§ **What is being asked**
Each line below with the string "OutputSettingsBuilder" should be copied.

§ **Record excerpts**
//! Headless rendering to a PPM image

use std::path::Path;
use std::time::{Duration, Instant};

use clap::ValueEnum;
use hometemp_core::framebuffer::FrameBuffer;
use hometemp_core::ui::{DISPLAY_HEIGHT_PX, DISPLAY_WIDTH_PX, TouchPoint};
use log::{info, warn};

use crate::app::App;
use crate::error::ViewerError;

/// Poll interval while waiting for fetches
const POLL_INTERVAL: Duration = Duration::from_millis(10);

/// Which screen ends up in the snapshot
#[derive(Debug, Clone, Copy, PartialEq, Eq, ValueEnum)]
pub enum Screen {
    Status,
    Chart,
}

/// Render `screen` once its data has arrived and write it to `path`
pub fn write_snapshot(
    app: &mut App,
    screen: Screen,
    path: &Path,
    wait: Duration,
) -> Result<(), ViewerError> {
    let mut framebuffer = FrameBuffer::new(app.display_size());

    app.start();
    settle(app, &mut framebuffer, wait);

    if screen == Screen::Chart {
        let center = TouchPoint::new(DISPLAY_WIDTH_PX / 2, DISPLAY_HEIGHT_PX / 2);
        app.swipe(center, center);
        settle(app, &mut framebuffer, wait);
    }

    app.frame(&mut framebuffer);
    let size = app.display_size();
    let image = encode_ppm(size.width, size.height, &framebuffer.to_rgb888_bytes());
    std::fs::write(path, image).map_err(|source| ViewerError::Snapshot {
        path: path.to_path_buf(),
        source,
    })?;

    info!("Wrote {:?} snapshot to {}", app.current_page(), path.display());
    Ok(())
}

fn settle(app: &mut App, framebuffer: &mut FrameBuffer, wait: Duration) {
    let deadline = Instant::now() + wait;
    while !app.is_settled() {
        if Instant::now() >= deadline {
            warn!("Gave up waiting for fetches after {:?}", wait);
            break;
        }
        std::thread::sleep(POLL_INTERVAL);
    }
    app.frame(framebuffer);
}

/// Binary PPM (`P6`) image from row-major RGB triples
pub fn encode_ppm(width: u32, height: u32, rgb: &[u8]) -> Vec<u8> {
    let mut image = format!("P6\n{} {}\n255\n", width, height).into_bytes();
    image.extend_from_slice(rgb);
    image
}

#[cfg(test)]
mod tests {
    use super::*;

    #[test]
    fn test_ppm_header() {
        let image = encode_ppm(2, 1, &[255, 0, 0, 0, 0, 255]);
        assert_eq!(&image[..11], b"P6\n2 1\n255\n");
        assert_eq!(image.len(), 11 + 6);
    }

    #[test]
    fn test_framebuffer_snapshot_size() {
        let framebuffer = FrameBuffer::default();
        let image = encode_ppm(
            DISPLAY_WIDTH_PX as u32,
            DISPLAY_HEIGHT_PX as u32,
            &framebuffer.to_rgb888_bytes(),
        );
        let header = format!("P6\n{} {}\n255\n", DISPLAY_WIDTH_PX, DISPLAY_HEIGHT_PX);
        assert_eq!(
            image.len(),
            header.len() + 3 * DISPLAY_WIDTH_PX as usize * DISPLAY_HEIGHT_PX as usize
        );
    }
}
//! SDL2 window loop
//!
//! # Key bindings
//!
//! | Key              | Action                 |
//! |------------------|------------------------|
//! | Left             | Older page (chart)     |
//! | Right            | Newer page (chart)     |
//! | Backspace / Esc  | Back to status         |
//! | Q                | Quit                   |
//!
//! Mouse press, drag and release are forwarded as touch events.

use std::time::{Duration, Instant};

use embedded_graphics::pixelcolor::Rgb565;
use embedded_graphics::prelude::*;
use embedded_graphics_simulator::{
    OutputSettingsBuilder, SimulatorDisplay, SimulatorEvent, Window, sdl2::Keycode,
};
use hometemp_core::framebuffer::FrameBuffer;
use hometemp_core::ui::{Action, TouchEvent, TouchPoint};
use log::info;

use crate::app::{App, next_page_swipe, previous_page_swipe};

/// Pixel scale factor for the window.
const WINDOW_SCALE: u32 = 2;

/// Target frame duration (~30 FPS).
const FRAME_DURATION: Duration = Duration::from_millis(33);

fn touch_point(point: Point) -> TouchPoint {
    TouchPoint::new(point.x.max(0) as u16, point.y.max(0) as u16)
}

pub fn run(app: &mut App) {
    let size = app.display_size();
    let mut display = SimulatorDisplay::<Rgb565>::new(size);
    let mut framebuffer = FrameBuffer::new(size);

    let output_settings = OutputSettingsBuilder::new().scale(WINDOW_SCALE).build();
    let mut window = Window::new("Hometemp Viewer", &output_settings);

    app.start();

    // The SDL window is lazily initialized on the first `update()` call,
    // which must happen before `events()`.
    app.frame(&mut framebuffer);
    let _ = framebuffer.flush(&mut display);
    window.update(&display);

    let mut pressed = false;

    'running: loop {
        let frame_start = Instant::now();

        for event in window.events() {
            match event {
                SimulatorEvent::Quit => break 'running,

                SimulatorEvent::KeyDown { keycode, .. } => match keycode {
                    Keycode::Q => break 'running,
                    Keycode::Backspace | Keycode::Escape => app.act(Action::GoBack),
                    Keycode::Left => {
                        let (from, to) = next_page_swipe();
                        app.swipe(from, to);
                    }
                    Keycode::Right => {
                        let (from, to) = previous_page_swipe();
                        app.swipe(from, to);
                    }
                    _ => {}
                },

                SimulatorEvent::MouseButtonDown { point, .. } => {
                    pressed = true;
                    app.touch(TouchEvent::Press(touch_point(point)));
                }

                SimulatorEvent::MouseMove { point } if pressed => {
                    app.touch(TouchEvent::Drag(touch_point(point)));
                }

                SimulatorEvent::MouseButtonUp { point, .. } => {
                    pressed = false;
                    app.touch(TouchEvent::Release(touch_point(point)));
                }

                _ => {}
            }
        }

        if app.frame(&mut framebuffer) {
            let _ = framebuffer.flush(&mut display);
        }
        window.update(&display);

        let elapsed = frame_start.elapsed();
        if elapsed < FRAME_DURATION {
            std::thread::sleep(FRAME_DURATION - elapsed);
        }
    }

    info!("Viewer exiting");
}
pub mod chart;
pub mod constants;
pub mod page;
pub mod page_manager;
pub mod status;

pub use chart::ChartPage;
pub use page::{Page, PageWrapper};
pub use page_manager::{PageManager, owner_of};
pub use status::StatusPage;
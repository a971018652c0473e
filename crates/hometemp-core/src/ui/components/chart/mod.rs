//! Two-axis line chart
//!
//! [`LineChart`] plots up to [`MAX_CHART_LINES`] point series over a shared
//! x domain. Each line is tied to the left or right value axis, and each axis
//! may be given an explicit range; otherwise the range is taken from the data
//! on that side. A chart with no points draws an empty plot frame.
//!
//! ```ignore
//! let mut chart = LineChart::new(bounds).with_x_domain(series.x_len() as u32);
//! chart.add_line(ChartLine::new(series.temperature(), AxisSide::Left, COLOR_TEMPERATURE))?;
//! chart.set_axis_range(AxisSide::Left, range)?;
//! chart.draw(display)?;
//! ```

use embedded_graphics::Drawable as EgDrawable;
use embedded_graphics::mono_font::{MonoTextStyle, ascii::FONT_6X10};
use embedded_graphics::pixelcolor::Rgb565;
use embedded_graphics::prelude::*;
use embedded_graphics::primitives::{Circle, Line, PrimitiveStyle, Rectangle};
use thiserror_no_std::Error;

mod axis;
pub mod constants;
pub mod viewport;

pub use axis::XLabelFormatter;
pub use constants::MAX_CHART_LINES;
pub use viewport::{DataBounds, Viewport, ViewportPadding};

use crate::reading::Centi;
use crate::series::{AxisRange, SeriesPoint};
use crate::ui::core::Drawable;
use crate::ui::styling::LIGHT_GRAY;

use constants::{DEFAULT_LINE_WIDTH_PX, FRAME_COLOR, GRID_COLOR, HORIZONTAL_GRID_COUNT};

/// Error types for chart configuration
#[derive(Debug, Clone, Copy, PartialEq, Eq, Error)]
pub enum ChartError {
    #[error("Line capacity exceeded (max: {max})")]
    TooManyLines { max: usize },

    #[error("Invalid axis range (min >= max)")]
    InvalidAxisRange,
}

pub type ChartResult<T> = Result<T, ChartError>;

/// Which value axis a line is scaled against
#[derive(Debug, Clone, Copy, PartialEq, Eq)]
pub enum AxisSide {
    Left,
    Right,
}

/// One plotted series and its styling
#[derive(Debug, Clone, Copy)]
pub struct ChartLine<'a> {
    pub points: &'a [SeriesPoint],
    pub axis: AxisSide,
    pub color: Rgb565,
    pub width: u32,
}

impl<'a> ChartLine<'a> {
    pub fn new(points: &'a [SeriesPoint], axis: AxisSide, color: Rgb565) -> Self {
        Self {
            points,
            axis,
            color,
            width: DEFAULT_LINE_WIDTH_PX,
        }
    }

    pub fn with_width(mut self, width: u32) -> Self {
        self.width = width;
        self
    }
}

/// Line chart render sink
pub struct LineChart<'a> {
    bounds: Rectangle,
    padding: ViewportPadding,
    lines: heapless::Vec<ChartLine<'a>, MAX_CHART_LINES>,
    left_range: Option<AxisRange>,
    right_range: Option<AxisRange>,
    x_len: Option<u32>,
    x_labels: Option<XLabelFormatter<'a>>,
    label_style: MonoTextStyle<'static, Rgb565>,
}

impl<'a> LineChart<'a> {
    pub fn new(bounds: Rectangle) -> Self {
        Self {
            bounds,
            padding: ViewportPadding::default(),
            lines: heapless::Vec::new(),
            left_range: None,
            right_range: None,
            x_len: None,
            x_labels: None,
            label_style: MonoTextStyle::new(&FONT_6X10, LIGHT_GRAY),
        }
    }

    /// Number of x positions; defaults to one past the largest point x
    pub fn with_x_domain(mut self, x_len: u32) -> Self {
        self.x_len = Some(x_len);
        self
    }

    pub fn with_x_labels(mut self, formatter: XLabelFormatter<'a>) -> Self {
        self.x_labels = Some(formatter);
        self
    }

    pub fn add_line(&mut self, line: ChartLine<'a>) -> ChartResult<()> {
        self.lines.push(line).map_err(|_| ChartError::TooManyLines {
            max: MAX_CHART_LINES,
        })
    }

    /// Fix the value range of one axis
    pub fn set_axis_range(&mut self, side: AxisSide, range: AxisRange) -> ChartResult<()> {
        if range.min >= range.max {
            return Err(ChartError::InvalidAxisRange);
        }
        match side {
            AxisSide::Left => self.left_range = Some(range),
            AxisSide::Right => self.right_range = Some(range),
        }
        Ok(())
    }

    pub fn plot_area(&self) -> Rectangle {
        viewport::plot_area(self.bounds, self.padding)
    }

    fn x_len(&self) -> u32 {
        self.x_len.unwrap_or_else(|| {
            self.lines
                .iter()
                .flat_map(|line| line.points.iter())
                .map(|p| p.x.saturating_add(1))
                .max()
                .unwrap_or(0)
        })
    }

    /// Explicit range for a side, or the span of the data drawn against it
    fn axis_range(&self, side: AxisSide) -> Option<AxisRange> {
        let explicit = match side {
            AxisSide::Left => self.left_range,
            AxisSide::Right => self.right_range,
        };
        explicit.or_else(|| {
            let values = self
                .lines
                .iter()
                .filter(|line| line.axis == side)
                .flat_map(|line| line.points.iter().map(|p| p.value));
            let (min, max) = values.fold(None, |acc: Option<(Centi, Centi)>, v| match acc {
                Some((min, max)) => Some((min.min(v), max.max(v))),
                None => Some((v, v)),
            })?;
            if min == max {
                let one = Centi::from_units(1);
                Some(AxisRange {
                    min: min.saturating_sub(one),
                    max: max.saturating_add(one),
                })
            } else {
                Some(AxisRange { min, max })
            }
        })
    }

    fn viewport(&self, side: AxisSide) -> Option<Viewport> {
        let range = self.axis_range(side)?;
        let x_max = self.x_len().saturating_sub(1).max(1) as f32;
        let bounds = DataBounds::new(0.0, x_max, range.min.as_f32(), range.max.as_f32());
        Some(Viewport::new(bounds, self.bounds, self.padding))
    }

    fn draw_frame<D: DrawTarget<Color = Rgb565>>(&self, display: &mut D) -> Result<(), D::Error> {
        let plot = self.plot_area();
        let grid_style = PrimitiveStyle::with_stroke(GRID_COLOR, 1);
        let right = plot.top_left.x + plot.size.width as i32 - 1;

        for i in 1..=HORIZONTAL_GRID_COUNT {
            let y = plot.top_left.y
                + (plot.size.height as usize * i / (HORIZONTAL_GRID_COUNT + 1)) as i32;
            Line::new(Point::new(plot.top_left.x, y), Point::new(right, y))
                .into_styled(grid_style)
                .draw(display)?;
        }

        plot.into_styled(PrimitiveStyle::with_stroke(FRAME_COLOR, 1))
            .draw(display)
    }

    fn draw_line<D: DrawTarget<Color = Rgb565>>(
        &self,
        line: &ChartLine<'_>,
        viewport: &Viewport,
        display: &mut D,
    ) -> Result<(), D::Error> {
        let style = PrimitiveStyle::with_stroke(line.color, line.width);
        let mut screen_points = line
            .points
            .iter()
            .filter_map(|p| viewport.data_to_screen(p.x as f32, p.value.as_f32()));

        let Some(mut previous) = screen_points.next() else {
            return Ok(());
        };

        let mut segments = 0usize;
        for point in screen_points {
            Line::new(previous, point).into_styled(style).draw(display)?;
            previous = point;
            segments += 1;
        }

        if segments == 0 {
            Circle::with_center(previous, line.width + 2)
                .into_styled(PrimitiveStyle::with_fill(line.color))
                .draw(display)?;
        }
        Ok(())
    }
}

impl Drawable for LineChart<'_> {
    fn draw<D: DrawTarget<Color = Rgb565>>(&self, display: &mut D) -> Result<(), D::Error> {
        self.draw_frame(display)?;

        for side in [AxisSide::Left, AxisSide::Right] {
            let Some(viewport) = self.viewport(side) else {
                continue;
            };
            axis::draw_y_axis_labels(side, &viewport, self.label_style, display)?;
            for line in self.lines.iter().filter(|line| line.axis == side) {
                self.draw_line(line, &viewport, display)?;
            }
        }

        if let Some(formatter) = self.x_labels
            && let Some(viewport) = self
                .viewport(AxisSide::Left)
                .or_else(|| self.viewport(AxisSide::Right))
        {
            axis::draw_x_axis_labels(formatter, self.x_len(), &viewport, self.label_style, display)?;
        }

        Ok(())
    }

    fn bounds(&self) -> Rectangle {
        self.bounds
    }
}

#[cfg(test)]
mod tests {
    use super::*;
    use crate::framebuffer::FrameBuffer;
    use crate::reading::Reading;
    use crate::series::ChartSeries;
    use crate::ui::styling::{COLOR_HUMIDITY, COLOR_TEMPERATURE};
    use alloc::format;
    use alloc::vec::Vec;

    const SIZE: Size = Size::new(320, 200);

    fn series(count: usize) -> ChartSeries {
        let readings: Vec<Reading> = (0..count)
            .map(|i| {
                Reading::new(
                    format!("2021-03-04 10:{:02}:00", i),
                    Centi::from_hundredths(2000 + (i as i32 * 37) % 400),
                    Centi::from_hundredths(4500 + (i as i32 * 53) % 900),
                )
            })
            .collect();
        ChartSeries::build(&readings)
    }

    #[test]
    fn test_empty_chart_draws_frame_only() {
        let empty = ChartSeries::default();
        let mut chart = LineChart::new(Rectangle::new(Point::zero(), SIZE));
        chart
            .add_line(ChartLine::new(empty.temperature(), AxisSide::Left, COLOR_TEMPERATURE))
            .unwrap();

        let mut fb = FrameBuffer::new(SIZE);
        chart.draw(&mut fb).unwrap();

        assert_eq!(fb.count_color(COLOR_TEMPERATURE), 0);
        assert!(fb.count_color(FRAME_COLOR) > 0);
    }

    #[test]
    fn test_lines_drawn_in_their_colors() {
        let series = series(50);
        let labels = |x: u32| series.label_at(x);
        let mut chart = LineChart::new(Rectangle::new(Point::zero(), SIZE))
            .with_x_domain(series.x_len() as u32)
            .with_x_labels(&labels);
        chart
            .add_line(ChartLine::new(series.temperature(), AxisSide::Left, COLOR_TEMPERATURE))
            .unwrap();
        chart
            .add_line(ChartLine::new(series.humidity(), AxisSide::Right, COLOR_HUMIDITY).with_width(1))
            .unwrap();
        chart
            .set_axis_range(AxisSide::Left, series.temperature_axis().unwrap())
            .unwrap();
        chart
            .set_axis_range(AxisSide::Right, series.humidity_axis().unwrap())
            .unwrap();

        let mut fb = FrameBuffer::new(SIZE);
        chart.draw(&mut fb).unwrap();

        assert!(fb.count_color(COLOR_TEMPERATURE) > 100);
        assert!(fb.count_color(COLOR_HUMIDITY) > 100);
        assert!(fb.count_color(LIGHT_GRAY) > 0);
    }

    #[test]
    fn test_lines_stay_inside_plot_area() {
        let series = series(20);
        let mut chart = LineChart::new(Rectangle::new(Point::zero(), SIZE)).with_x_domain(20);
        chart
            .add_line(ChartLine::new(series.temperature(), AxisSide::Left, COLOR_TEMPERATURE).with_width(1))
            .unwrap();

        let mut fb = FrameBuffer::new(SIZE);
        chart.draw(&mut fb).unwrap();

        let plot = chart.plot_area();
        for y in 0..SIZE.height as i32 {
            for x in 0..SIZE.width as i32 {
                let p = Point::new(x, y);
                if fb.pixel_at(p) == Some(COLOR_TEMPERATURE) {
                    assert!(plot.contains(p), "pixel {:?} outside plot", p);
                }
            }
        }
    }

    #[test]
    fn test_single_point_is_visible() {
        let series = series(1);
        let mut chart = LineChart::new(Rectangle::new(Point::zero(), SIZE));
        chart
            .add_line(ChartLine::new(series.temperature(), AxisSide::Left, COLOR_TEMPERATURE))
            .unwrap();

        let mut fb = FrameBuffer::new(SIZE);
        chart.draw(&mut fb).unwrap();
        assert!(fb.count_color(COLOR_TEMPERATURE) > 0);
    }

    #[test]
    fn test_line_capacity() {
        let mut chart = LineChart::new(Rectangle::new(Point::zero(), SIZE));
        for _ in 0..MAX_CHART_LINES {
            chart
                .add_line(ChartLine::new(&[], AxisSide::Left, COLOR_TEMPERATURE))
                .unwrap();
        }
        assert_eq!(
            chart.add_line(ChartLine::new(&[], AxisSide::Right, COLOR_HUMIDITY)),
            Err(ChartError::TooManyLines {
                max: MAX_CHART_LINES
            })
        );
    }

    #[test]
    fn test_inverted_axis_range_rejected() {
        let mut chart = LineChart::new(Rectangle::new(Point::zero(), SIZE));
        let range = AxisRange {
            min: Centi::from_units(5),
            max: Centi::from_units(5),
        };
        assert_eq!(
            chart.set_axis_range(AxisSide::Left, range),
            Err(ChartError::InvalidAxisRange)
        );
    }
}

§ **Response box**
    OutputSettingsBuilder, SimulatorDisplay, SimulatorEvent, Window, sdl2::Keycode,
    let output_settings = OutputSettingsBuilder::new().scale(WINDOW_SCALE).build();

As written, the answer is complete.